REQUIRED ACTION:
Please filter the entries for the word "Whether" and copy every line that has it.

MATERIAL FOR THIS TASK:
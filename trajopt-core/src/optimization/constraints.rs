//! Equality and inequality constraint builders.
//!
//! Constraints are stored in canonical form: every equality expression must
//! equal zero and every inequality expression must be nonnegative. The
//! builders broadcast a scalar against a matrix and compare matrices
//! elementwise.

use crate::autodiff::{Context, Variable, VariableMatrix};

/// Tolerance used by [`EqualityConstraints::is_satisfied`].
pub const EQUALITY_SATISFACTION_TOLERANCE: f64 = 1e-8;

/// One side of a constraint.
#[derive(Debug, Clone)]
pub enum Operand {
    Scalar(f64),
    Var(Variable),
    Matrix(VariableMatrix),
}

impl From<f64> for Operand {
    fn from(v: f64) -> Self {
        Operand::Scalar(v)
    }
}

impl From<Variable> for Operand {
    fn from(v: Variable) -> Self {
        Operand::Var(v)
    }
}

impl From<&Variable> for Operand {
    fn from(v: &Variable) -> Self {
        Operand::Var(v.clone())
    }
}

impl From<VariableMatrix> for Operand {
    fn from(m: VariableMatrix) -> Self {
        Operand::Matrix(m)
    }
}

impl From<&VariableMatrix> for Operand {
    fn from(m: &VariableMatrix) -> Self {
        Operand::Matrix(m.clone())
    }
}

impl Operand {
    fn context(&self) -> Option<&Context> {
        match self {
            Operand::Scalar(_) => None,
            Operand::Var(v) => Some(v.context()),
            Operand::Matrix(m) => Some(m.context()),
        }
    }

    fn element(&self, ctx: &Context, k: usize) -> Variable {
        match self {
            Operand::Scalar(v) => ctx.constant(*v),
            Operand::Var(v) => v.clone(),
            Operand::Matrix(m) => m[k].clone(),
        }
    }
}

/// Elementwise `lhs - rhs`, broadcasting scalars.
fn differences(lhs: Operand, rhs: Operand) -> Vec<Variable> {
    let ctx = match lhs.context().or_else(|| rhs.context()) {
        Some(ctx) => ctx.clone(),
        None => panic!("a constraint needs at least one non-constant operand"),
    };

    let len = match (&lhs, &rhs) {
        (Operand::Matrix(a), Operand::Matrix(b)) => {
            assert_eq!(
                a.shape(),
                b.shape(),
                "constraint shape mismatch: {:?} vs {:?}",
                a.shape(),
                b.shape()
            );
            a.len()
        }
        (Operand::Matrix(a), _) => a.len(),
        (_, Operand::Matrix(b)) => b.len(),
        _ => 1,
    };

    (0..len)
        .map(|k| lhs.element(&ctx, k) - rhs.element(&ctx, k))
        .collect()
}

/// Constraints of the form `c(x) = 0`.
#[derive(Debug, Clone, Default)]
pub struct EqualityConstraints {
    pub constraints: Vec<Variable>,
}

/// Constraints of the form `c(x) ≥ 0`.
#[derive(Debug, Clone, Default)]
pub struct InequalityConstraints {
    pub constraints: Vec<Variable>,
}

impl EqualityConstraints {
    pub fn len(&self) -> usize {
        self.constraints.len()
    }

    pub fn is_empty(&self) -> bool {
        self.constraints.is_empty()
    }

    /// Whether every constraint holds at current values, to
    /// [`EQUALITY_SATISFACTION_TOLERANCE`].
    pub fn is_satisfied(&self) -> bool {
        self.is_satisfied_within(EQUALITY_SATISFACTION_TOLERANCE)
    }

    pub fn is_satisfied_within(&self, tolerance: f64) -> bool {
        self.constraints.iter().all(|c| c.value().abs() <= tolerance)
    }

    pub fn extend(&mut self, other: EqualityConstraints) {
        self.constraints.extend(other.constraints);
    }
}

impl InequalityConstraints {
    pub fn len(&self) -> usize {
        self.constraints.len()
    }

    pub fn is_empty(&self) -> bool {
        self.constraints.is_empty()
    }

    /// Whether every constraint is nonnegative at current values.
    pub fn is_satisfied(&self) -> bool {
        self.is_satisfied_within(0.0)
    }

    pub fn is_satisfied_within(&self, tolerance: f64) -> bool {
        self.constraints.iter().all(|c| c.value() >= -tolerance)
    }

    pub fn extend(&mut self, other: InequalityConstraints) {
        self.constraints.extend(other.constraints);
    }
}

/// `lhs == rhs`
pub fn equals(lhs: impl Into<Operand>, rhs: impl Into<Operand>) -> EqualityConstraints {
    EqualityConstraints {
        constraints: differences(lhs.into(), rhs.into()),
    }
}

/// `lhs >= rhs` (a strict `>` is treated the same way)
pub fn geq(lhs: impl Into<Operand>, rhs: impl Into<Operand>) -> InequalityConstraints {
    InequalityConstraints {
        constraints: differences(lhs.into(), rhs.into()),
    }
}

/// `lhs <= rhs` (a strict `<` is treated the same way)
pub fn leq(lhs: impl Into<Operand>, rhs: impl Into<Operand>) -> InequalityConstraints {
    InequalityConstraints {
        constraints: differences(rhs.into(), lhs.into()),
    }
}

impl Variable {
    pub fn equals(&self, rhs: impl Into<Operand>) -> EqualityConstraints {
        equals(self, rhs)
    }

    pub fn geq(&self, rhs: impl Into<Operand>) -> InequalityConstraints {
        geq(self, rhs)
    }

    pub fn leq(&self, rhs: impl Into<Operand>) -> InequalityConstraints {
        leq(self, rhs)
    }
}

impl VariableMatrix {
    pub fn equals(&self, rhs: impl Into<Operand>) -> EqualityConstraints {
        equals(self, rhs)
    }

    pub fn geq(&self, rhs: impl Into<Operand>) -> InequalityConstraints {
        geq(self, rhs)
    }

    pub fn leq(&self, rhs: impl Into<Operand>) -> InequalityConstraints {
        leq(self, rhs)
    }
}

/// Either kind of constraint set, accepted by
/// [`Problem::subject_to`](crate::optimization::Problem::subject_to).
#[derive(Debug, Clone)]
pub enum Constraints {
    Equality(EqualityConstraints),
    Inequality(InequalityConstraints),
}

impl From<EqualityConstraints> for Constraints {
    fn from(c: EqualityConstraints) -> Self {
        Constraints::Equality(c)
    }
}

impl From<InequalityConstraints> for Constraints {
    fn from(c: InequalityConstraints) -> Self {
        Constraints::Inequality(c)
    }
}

TASK RESPONSE:
    /// Whether every constraint holds at current values, to
    /// Whether every constraint is nonnegative at current values.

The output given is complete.